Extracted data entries
-- Opening Marker --

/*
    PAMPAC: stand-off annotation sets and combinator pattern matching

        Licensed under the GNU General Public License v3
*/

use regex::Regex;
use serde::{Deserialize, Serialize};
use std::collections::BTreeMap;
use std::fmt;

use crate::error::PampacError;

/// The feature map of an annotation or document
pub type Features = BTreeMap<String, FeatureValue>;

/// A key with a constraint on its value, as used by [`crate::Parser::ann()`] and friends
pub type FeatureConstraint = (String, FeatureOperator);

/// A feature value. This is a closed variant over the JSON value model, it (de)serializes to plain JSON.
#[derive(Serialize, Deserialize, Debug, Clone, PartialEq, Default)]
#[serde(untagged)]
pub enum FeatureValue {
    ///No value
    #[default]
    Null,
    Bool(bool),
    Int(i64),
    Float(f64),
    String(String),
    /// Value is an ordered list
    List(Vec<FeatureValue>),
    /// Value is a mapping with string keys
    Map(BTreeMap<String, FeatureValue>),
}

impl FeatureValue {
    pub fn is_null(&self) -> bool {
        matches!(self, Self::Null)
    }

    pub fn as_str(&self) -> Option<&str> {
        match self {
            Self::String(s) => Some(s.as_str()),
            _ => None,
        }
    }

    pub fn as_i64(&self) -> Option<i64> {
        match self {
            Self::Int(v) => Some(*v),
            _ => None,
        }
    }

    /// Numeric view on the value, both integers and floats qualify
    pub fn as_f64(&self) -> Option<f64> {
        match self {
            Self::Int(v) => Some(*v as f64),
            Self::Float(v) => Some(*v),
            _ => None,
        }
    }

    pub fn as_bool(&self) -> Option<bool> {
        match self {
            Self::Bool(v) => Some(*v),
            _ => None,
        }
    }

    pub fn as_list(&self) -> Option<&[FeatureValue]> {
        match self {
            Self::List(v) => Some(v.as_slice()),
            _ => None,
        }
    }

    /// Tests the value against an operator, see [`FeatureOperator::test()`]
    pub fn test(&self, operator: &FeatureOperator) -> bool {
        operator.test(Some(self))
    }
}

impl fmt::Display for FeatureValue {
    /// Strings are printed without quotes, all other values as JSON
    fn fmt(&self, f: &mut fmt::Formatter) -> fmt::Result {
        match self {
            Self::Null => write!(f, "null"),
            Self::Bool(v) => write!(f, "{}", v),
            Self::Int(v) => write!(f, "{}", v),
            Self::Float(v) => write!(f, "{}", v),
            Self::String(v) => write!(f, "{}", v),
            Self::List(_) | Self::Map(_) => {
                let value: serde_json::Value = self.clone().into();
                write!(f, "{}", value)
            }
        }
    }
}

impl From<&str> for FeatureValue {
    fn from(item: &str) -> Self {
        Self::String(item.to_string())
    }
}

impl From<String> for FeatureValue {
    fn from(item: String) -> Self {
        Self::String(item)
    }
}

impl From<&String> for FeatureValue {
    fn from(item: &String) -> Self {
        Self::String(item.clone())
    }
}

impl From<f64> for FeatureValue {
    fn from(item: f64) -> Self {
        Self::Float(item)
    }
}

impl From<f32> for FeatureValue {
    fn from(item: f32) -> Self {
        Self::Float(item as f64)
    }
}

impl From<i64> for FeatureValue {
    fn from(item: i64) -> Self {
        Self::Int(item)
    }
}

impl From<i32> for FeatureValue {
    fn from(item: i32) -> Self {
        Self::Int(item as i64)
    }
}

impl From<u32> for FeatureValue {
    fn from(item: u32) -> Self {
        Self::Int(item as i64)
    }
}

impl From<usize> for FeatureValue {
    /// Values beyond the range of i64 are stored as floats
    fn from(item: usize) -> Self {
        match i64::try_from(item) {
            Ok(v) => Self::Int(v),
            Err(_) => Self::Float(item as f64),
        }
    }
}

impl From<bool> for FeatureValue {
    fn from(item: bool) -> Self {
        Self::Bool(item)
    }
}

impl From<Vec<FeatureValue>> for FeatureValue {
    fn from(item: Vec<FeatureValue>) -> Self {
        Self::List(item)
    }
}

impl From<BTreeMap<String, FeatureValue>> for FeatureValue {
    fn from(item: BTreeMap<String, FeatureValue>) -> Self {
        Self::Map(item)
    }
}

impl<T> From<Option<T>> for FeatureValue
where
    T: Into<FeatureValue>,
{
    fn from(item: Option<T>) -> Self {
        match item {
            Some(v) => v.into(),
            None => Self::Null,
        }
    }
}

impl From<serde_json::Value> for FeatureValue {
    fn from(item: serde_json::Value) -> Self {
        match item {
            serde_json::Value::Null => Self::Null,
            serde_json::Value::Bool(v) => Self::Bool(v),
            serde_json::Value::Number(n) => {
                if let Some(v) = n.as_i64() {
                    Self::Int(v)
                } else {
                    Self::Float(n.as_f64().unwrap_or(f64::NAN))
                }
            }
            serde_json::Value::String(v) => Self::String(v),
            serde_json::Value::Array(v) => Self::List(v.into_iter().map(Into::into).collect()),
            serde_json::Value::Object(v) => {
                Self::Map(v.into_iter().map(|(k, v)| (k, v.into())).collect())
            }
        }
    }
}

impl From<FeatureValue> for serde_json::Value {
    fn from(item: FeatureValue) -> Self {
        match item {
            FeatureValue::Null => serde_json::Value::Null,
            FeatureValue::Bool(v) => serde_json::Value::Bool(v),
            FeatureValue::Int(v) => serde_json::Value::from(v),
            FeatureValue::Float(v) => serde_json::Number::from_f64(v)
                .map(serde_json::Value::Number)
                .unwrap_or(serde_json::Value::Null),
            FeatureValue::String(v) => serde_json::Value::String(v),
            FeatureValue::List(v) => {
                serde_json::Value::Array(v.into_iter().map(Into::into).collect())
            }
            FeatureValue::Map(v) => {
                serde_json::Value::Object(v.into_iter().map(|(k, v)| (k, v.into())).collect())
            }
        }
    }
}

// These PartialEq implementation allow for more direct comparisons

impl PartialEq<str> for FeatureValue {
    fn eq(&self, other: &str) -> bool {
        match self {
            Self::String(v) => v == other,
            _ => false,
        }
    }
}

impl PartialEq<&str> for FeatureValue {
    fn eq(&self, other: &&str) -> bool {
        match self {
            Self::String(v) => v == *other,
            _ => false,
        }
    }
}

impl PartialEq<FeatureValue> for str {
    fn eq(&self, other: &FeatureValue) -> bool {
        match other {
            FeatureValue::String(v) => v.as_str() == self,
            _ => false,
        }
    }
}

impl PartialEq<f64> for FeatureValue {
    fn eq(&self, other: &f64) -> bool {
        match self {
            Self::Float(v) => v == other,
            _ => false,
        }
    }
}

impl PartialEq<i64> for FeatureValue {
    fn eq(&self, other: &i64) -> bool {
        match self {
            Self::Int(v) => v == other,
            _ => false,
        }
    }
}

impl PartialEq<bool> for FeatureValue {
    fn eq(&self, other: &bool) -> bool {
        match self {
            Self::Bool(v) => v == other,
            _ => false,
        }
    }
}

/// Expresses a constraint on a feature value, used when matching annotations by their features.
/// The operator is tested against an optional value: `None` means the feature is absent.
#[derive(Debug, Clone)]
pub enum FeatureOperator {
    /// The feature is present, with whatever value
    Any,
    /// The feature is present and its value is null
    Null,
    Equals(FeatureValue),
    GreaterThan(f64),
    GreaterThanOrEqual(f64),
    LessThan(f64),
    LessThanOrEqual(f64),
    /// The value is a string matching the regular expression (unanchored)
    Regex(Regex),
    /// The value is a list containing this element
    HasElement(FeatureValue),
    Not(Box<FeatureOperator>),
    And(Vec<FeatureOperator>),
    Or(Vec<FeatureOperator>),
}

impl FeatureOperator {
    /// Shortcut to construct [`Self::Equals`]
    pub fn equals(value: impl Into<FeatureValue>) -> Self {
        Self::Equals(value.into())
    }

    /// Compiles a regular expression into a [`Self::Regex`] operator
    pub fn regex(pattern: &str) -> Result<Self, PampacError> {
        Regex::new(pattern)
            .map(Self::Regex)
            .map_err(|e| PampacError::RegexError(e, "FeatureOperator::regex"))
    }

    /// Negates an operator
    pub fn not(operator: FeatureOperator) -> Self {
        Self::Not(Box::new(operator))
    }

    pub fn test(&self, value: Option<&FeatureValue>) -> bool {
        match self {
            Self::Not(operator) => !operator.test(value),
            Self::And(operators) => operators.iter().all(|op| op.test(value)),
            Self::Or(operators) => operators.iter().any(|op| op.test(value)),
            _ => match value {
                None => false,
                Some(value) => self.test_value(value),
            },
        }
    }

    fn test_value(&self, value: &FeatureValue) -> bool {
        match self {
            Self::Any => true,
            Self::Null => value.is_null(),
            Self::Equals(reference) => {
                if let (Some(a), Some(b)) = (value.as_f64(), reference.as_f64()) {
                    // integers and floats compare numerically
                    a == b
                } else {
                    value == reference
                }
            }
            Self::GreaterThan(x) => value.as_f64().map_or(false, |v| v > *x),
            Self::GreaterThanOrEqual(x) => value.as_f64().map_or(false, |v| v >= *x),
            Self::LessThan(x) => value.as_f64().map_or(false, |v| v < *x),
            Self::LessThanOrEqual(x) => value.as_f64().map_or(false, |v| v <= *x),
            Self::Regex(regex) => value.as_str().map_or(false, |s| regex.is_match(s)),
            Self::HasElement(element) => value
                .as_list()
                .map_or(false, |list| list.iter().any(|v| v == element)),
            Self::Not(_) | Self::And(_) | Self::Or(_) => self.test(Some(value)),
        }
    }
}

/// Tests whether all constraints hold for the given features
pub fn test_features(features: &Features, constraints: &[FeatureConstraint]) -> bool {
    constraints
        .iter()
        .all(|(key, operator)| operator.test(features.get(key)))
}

-- Closing Marker --

PROBLEM DESCRIPTION: Exactly as they stand, set down the lines from the top of the data through the line with "with a constraint".

SOLUTION TO THIS PROBLEM:
/*
    PAMPAC: stand-off annotation sets and combinator pattern matching

        Licensed under the GNU General Public License v3
*/

use regex::Regex;
use serde::{Deserialize, Serialize};
use std::collections::BTreeMap;
use std::fmt;

use crate::error::PampacError;

/// The feature map of an annotation or document
pub type Features = BTreeMap<String, FeatureValue>;

/// A key with a constraint on its value, as used by [`crate::Parser::ann()`] and friends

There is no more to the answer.